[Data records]
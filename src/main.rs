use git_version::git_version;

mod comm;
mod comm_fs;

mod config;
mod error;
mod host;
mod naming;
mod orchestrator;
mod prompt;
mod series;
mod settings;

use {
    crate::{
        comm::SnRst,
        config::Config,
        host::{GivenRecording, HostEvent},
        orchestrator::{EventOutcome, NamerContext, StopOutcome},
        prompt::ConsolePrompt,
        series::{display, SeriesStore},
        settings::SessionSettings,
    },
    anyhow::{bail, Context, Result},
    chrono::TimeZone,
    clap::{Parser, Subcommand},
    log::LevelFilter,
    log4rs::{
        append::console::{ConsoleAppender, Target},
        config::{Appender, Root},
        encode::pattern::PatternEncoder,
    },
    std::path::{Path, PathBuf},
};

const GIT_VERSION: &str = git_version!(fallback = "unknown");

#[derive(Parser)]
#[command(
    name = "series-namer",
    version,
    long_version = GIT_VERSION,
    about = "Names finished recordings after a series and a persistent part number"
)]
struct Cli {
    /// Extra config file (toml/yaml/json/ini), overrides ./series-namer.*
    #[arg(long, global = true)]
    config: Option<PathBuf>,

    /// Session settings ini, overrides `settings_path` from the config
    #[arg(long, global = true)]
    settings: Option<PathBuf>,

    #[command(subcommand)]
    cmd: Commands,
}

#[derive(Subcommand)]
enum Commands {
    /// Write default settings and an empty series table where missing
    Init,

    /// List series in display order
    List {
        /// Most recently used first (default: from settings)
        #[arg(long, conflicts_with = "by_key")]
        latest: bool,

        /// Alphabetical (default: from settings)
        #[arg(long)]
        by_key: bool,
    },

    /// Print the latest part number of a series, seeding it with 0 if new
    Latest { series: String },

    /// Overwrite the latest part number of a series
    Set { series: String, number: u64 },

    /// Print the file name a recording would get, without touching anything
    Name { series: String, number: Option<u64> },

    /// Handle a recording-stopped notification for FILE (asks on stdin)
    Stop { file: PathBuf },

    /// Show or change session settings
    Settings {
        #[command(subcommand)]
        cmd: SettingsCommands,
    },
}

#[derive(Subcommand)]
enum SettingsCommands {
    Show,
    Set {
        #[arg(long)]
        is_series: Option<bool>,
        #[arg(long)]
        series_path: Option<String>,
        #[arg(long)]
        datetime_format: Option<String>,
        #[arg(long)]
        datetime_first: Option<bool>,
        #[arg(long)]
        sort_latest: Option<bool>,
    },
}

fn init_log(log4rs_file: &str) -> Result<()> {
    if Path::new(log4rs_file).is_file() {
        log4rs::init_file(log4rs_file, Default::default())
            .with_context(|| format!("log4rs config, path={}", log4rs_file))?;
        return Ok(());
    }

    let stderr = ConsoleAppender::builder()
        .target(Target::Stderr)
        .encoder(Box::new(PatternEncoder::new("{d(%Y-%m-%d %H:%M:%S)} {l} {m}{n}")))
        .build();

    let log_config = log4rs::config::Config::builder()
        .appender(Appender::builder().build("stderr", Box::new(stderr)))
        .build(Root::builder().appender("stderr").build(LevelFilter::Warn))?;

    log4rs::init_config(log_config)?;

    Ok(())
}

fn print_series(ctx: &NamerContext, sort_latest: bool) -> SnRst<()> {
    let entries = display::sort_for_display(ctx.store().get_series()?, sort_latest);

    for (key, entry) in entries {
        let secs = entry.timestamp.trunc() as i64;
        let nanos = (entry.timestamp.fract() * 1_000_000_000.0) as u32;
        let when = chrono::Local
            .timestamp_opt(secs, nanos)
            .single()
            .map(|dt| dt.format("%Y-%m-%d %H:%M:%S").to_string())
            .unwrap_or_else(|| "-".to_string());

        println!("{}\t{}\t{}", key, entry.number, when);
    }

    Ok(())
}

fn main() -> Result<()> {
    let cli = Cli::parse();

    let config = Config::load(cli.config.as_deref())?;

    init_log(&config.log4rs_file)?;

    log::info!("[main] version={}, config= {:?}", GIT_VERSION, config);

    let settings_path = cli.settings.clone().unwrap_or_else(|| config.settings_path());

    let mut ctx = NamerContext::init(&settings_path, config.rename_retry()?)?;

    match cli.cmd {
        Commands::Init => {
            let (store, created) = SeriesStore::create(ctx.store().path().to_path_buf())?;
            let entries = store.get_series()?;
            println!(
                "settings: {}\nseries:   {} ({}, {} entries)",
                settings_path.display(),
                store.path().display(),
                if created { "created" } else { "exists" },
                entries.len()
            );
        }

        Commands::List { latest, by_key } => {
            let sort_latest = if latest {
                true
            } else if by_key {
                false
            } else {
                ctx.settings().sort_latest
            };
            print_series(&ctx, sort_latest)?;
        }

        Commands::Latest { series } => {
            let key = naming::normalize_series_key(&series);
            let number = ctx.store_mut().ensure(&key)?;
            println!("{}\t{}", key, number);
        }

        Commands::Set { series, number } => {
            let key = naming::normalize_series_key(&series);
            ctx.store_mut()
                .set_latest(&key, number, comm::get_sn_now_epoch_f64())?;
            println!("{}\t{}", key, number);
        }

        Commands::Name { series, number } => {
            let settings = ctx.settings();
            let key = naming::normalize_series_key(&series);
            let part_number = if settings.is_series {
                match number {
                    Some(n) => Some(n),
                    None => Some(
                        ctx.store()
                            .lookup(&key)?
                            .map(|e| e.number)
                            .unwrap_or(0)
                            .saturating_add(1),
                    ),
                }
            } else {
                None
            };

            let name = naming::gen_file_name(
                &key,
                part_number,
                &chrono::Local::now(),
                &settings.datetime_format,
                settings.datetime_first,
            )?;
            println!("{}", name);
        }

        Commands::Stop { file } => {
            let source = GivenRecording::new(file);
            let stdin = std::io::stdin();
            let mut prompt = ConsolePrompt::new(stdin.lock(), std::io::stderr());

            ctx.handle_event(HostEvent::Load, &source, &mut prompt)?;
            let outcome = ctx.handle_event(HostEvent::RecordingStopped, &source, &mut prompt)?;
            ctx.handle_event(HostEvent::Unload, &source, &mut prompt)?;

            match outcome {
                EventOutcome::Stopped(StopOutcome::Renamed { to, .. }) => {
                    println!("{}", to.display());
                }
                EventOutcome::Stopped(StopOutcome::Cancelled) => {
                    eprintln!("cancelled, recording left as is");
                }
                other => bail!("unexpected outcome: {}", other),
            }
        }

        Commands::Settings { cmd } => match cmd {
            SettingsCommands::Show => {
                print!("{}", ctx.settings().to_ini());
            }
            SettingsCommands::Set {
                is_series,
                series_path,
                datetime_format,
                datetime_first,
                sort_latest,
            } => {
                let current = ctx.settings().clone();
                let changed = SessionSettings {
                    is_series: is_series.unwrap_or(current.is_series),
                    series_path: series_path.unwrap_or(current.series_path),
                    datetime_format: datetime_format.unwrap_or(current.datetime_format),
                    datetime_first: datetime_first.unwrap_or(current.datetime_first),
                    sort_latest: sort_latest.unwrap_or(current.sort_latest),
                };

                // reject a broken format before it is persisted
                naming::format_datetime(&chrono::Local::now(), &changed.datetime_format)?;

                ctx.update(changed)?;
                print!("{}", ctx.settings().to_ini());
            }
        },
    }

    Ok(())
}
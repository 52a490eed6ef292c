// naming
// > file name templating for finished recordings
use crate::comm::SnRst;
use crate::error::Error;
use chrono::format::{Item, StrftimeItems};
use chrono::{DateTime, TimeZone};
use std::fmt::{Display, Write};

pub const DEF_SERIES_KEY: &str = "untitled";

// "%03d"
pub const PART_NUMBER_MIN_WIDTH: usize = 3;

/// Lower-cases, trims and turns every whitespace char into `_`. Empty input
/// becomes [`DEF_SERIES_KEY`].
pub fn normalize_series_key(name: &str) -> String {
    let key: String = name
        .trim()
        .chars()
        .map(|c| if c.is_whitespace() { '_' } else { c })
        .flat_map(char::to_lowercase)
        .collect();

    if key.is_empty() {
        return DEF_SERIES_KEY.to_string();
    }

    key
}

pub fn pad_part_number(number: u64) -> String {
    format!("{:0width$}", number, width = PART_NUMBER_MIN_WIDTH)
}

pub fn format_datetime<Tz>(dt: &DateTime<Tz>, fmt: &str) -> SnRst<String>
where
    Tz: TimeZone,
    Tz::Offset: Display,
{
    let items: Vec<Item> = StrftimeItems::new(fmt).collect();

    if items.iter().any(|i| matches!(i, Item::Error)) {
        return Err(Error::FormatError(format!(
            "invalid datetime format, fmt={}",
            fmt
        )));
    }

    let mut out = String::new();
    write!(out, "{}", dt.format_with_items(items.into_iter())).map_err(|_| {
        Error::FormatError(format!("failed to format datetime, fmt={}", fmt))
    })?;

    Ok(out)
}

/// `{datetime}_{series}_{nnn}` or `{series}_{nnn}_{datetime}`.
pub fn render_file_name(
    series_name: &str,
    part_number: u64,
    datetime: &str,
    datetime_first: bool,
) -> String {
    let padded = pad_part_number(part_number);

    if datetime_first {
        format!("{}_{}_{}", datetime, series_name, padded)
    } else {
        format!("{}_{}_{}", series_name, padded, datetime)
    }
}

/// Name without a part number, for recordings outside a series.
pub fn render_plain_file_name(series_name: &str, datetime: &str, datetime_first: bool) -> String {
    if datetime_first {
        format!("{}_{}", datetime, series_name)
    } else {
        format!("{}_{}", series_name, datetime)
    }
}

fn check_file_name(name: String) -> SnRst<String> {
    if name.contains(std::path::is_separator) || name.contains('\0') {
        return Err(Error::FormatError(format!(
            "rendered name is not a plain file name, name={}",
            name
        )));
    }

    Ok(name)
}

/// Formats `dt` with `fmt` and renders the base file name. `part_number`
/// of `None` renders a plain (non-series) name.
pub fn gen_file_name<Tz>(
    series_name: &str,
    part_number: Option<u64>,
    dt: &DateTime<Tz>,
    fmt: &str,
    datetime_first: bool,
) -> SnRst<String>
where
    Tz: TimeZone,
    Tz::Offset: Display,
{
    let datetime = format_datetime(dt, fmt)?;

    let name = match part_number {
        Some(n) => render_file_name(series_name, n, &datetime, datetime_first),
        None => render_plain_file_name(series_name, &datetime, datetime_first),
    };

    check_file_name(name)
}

## [Exercise details]
Each line of the records, from the opening one through the line holding "Overwrite the latest part number of a series", should be restated word for word, with nothing else in the answer.

## [Result]
filename src/main.rs
use git_version::git_version;

mod comm;
mod comm_fs;

mod config;
mod error;
mod host;
mod naming;
mod orchestrator;
mod prompt;
mod series;
mod settings;

use {
    crate::{
        comm::SnRst,
        config::Config,
        host::{GivenRecording, HostEvent},
        orchestrator::{EventOutcome, NamerContext, StopOutcome},
        prompt::ConsolePrompt,
        series::{display, SeriesStore},
        settings::SessionSettings,
    },
    anyhow::{bail, Context, Result},
    chrono::TimeZone,
    clap::{Parser, Subcommand},
    log::LevelFilter,
    log4rs::{
        append::console::{ConsoleAppender, Target},
        config::{Appender, Root},
        encode::pattern::PatternEncoder,
    },
    std::path::{Path, PathBuf},
};

const GIT_VERSION: &str = git_version!(fallback = "unknown");

#[derive(Parser)]
#[command(
    name = "series-namer",
    version,
    long_version = GIT_VERSION,
    about = "Names finished recordings after a series and a persistent part number"
)]
struct Cli {
    /// Extra config file (toml/yaml/json/ini), overrides ./series-namer.*
    #[arg(long, global = true)]
    config: Option<PathBuf>,

    /// Session settings ini, overrides `settings_path` from the config
    #[arg(long, global = true)]
    settings: Option<PathBuf>,

    #[command(subcommand)]
    cmd: Commands,
}

#[derive(Subcommand)]
enum Commands {
    /// Write default settings and an empty series table where missing
    Init,

    /// List series in display order
    List {
        /// Most recently used first (default: from settings)
        #[arg(long, conflicts_with = "by_key")]
        latest: bool,

        /// Alphabetical (default: from settings)
        #[arg(long)]
        by_key: bool,
    },

    /// Print the latest part number of a series, seeding it with 0 if new
    Latest { series: String },

    /// Overwrite the latest part number of a series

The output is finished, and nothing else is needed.